La question la moins souvent posée? Pourquoi sont-ils violents?

Selon Lise Poupart, responsable de Côté Cour, dans La Presse du 04-06-01. Depuis 15 ans, Côté Cour oeuvre auprès des personnes victimes de violence conjugale et familiale, 30.000 femmes et enfants ont eu recours à ses services d'aide psychosociale et de soutien pour diverses démarches.


Ses enfants, surtout les plus vieux, subissaient aussi de la violence. En venant les chercher suite à une plainte, la Direction de la protection de la jeunesse (DPJ) lui a offert de venir avec eux. Ils l'ont emmenée dans une maison d'hébergement où elle est arrivée petit à petit à comprendre ce qui s'était passé et à renaître. Ça a pris du temps. Ce n'était pas facile d'admettre qu'elle avait vécu de la violence conjugale ni de faire le deuil de la famille unie de ses rêves, elle qui tenait tant à ce que ses enfants aient un père.

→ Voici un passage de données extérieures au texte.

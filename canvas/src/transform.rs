//! Selection transforms: grid snap, drag and resize geometry, rotation,
//! re-layering, duplication, lock and visibility.
//!
//! The geometry helpers are pure. The scene operations mutate a [`Scene`]
//! and report whether anything changed; callers commit history on `true`.

#[cfg(test)]
#[path = "transform_test.rs"]
mod transform_test;

use tracing::debug;
use uuid::Uuid;

use crate::consts::ROTATION_STEP_DEG;
use crate::doc::{Entity, EntityId, EntityPatch, Scene, Shape, ZOrder};
use crate::scale::Point;

/// Round `v` to the nearest multiple of `pitch`. A non-positive pitch leaves
/// `v` unchanged.
#[must_use]
pub fn snap(v: f64, pitch: f64) -> f64 {
    if pitch <= 0.0 { v } else { (v / pitch).round() * pitch }
}

#[must_use]
pub fn snap_point(p: Point, pitch: f64) -> Point {
    Point::new(snap(p.x, pitch), snap(p.y, pitch))
}

/// `orig_shape` moved by `delta` with its top-left snapped to the grid.
#[must_use]
pub fn dragged_shape(orig_shape: &Shape, orig_pos: Point, delta: Point, pitch: f64, font_size: f64) -> Shape {
    let target = snap_point(orig_pos.offset(delta.x, delta.y), pitch);
    let current = orig_shape.bounds(font_size).top_left();
    let mut shape = orig_shape.clone();
    shape.translate(target.x - current.x, target.y - current.y);
    shape
}

/// New `(width, height)` after dragging the corner handle by `(dx, dy)`,
/// floored on both axes.
#[must_use]
pub fn resized_dims(orig_w: f64, orig_h: f64, dx: f64, dy: f64, floor: f64) -> (f64, f64) {
    ((orig_w + dx).max(floor), (orig_h + dy).max(floor))
}

/// Shape of `entity` after its resize handle moves by `(dx, dy)` on the
/// canvas. The handle sits at the bottom-right of the visual resize box and
/// the opposite visual corner stays put, so a quarter turn swaps which local
/// axis a canvas axis drives. `None` for shapes without a resize box.
#[must_use]
pub fn resized_shape(entity: &Entity, dx: f64, dy: f64, floor: f64) -> Option<Shape> {
    let rect = entity.shape.resize_box()?;
    let before = entity.visual_resize_box()?;
    let scale = if entity.transform.scale > 0.0 { entity.transform.scale } else { 1.0 };
    let (local_dx, local_dy) = if is_odd_quarter_turn(entity.transform.rotation) { (dy, dx) } else { (dx, dy) };
    let (width, height) = resized_dims(rect.width, rect.height, local_dx / scale, local_dy / scale, floor);

    let mut resized = entity.clone();
    resized.shape.resize_to(width, height);
    let after = resized.visual_resize_box()?;
    resized.shape.translate(before.x - after.x, before.y - after.y);
    Some(resized.shape)
}

fn is_odd_quarter_turn(degrees: f64) -> bool {
    ((degrees / ROTATION_STEP_DEG).round().rem_euclid(2.0) - 1.0).abs() < 0.5
}

/// Next rotation in the 0 → 90 → 180 → 270 → 0 cycle.
#[must_use]
pub fn next_rotation(degrees: f64) -> f64 {
    (degrees + ROTATION_STEP_DEG).rem_euclid(360.0)
}

// =============================================================
// Scene operations
// =============================================================

/// Rotate an unlocked entity one step clockwise.
pub fn rotate(scene: &mut Scene, id: &EntityId) -> bool {
    let Some(entity) = scene.get(id) else {
        return false;
    };
    if entity.locked {
        debug!(%id, "rotate ignored: entity locked");
        return false;
    }
    let rotation = next_rotation(entity.transform.rotation);
    scene.update_entity(id, &EntityPatch { rotation: Some(rotation), ..EntityPatch::default() })
}

pub fn bring_to_front(scene: &mut Scene, id: &EntityId) -> bool {
    scene.reorder(id, ZOrder::Front)
}

pub fn send_to_back(scene: &mut Scene, id: &EntityId) -> bool {
    scene.reorder(id, ZOrder::Back)
}

/// Clone an entity under a new id, shifted by `offset` on both axes, and
/// select the clone. The clone is never locked.
pub fn duplicate(scene: &mut Scene, id: &EntityId, offset: f64) -> Option<EntityId> {
    let mut clone = scene.get(id)?.clone();
    clone.id = Uuid::new_v4();
    clone.locked = false;
    clone.shape.translate(offset, offset);
    let new_id = scene.add_entity(clone);
    scene.select(Some(new_id));
    Some(new_id)
}

/// Flip the lock flag. Lock only gates drag, resize and rotate.
pub fn toggle_lock(scene: &mut Scene, id: &EntityId) -> bool {
    let Some(locked) = scene.get(id).map(|e| e.locked) else {
        return false;
    };
    scene.update_entity(id, &EntityPatch { locked: Some(!locked), ..EntityPatch::default() })
}

/// Flip visibility. Hiding the selected entity clears the selection.
pub fn toggle_visibility(scene: &mut Scene, id: &EntityId) -> bool {
    let Some(visible) = scene.get(id).map(|e| e.visible) else {
        return false;
    };
    scene.update_entity(id, &EntityPatch { visible: Some(!visible), ..EntityPatch::default() })
}

pub fn delete(scene: &mut Scene, id: &EntityId) -> bool {
    scene.remove_entity(id).is_some()
}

Les femmes de la maison d'hébergement l'ont aidée à se remettre sur pied. Quand elle a pris un logement, elle a pu bénéficier des services de répit offerts pas la DPJ. Elle se demande comment elle s'en serait tirée sans ça.

Aujourd'hui, elle n'est plus une victime. Elle est heureuse, ses enfants se sont épanouis. Le père de ses enfants s'est enfui dans une autre province quand elle a porté plainte contre lui au criminel, ce qui l'a aussi aidée à se refaire une vie sans violence.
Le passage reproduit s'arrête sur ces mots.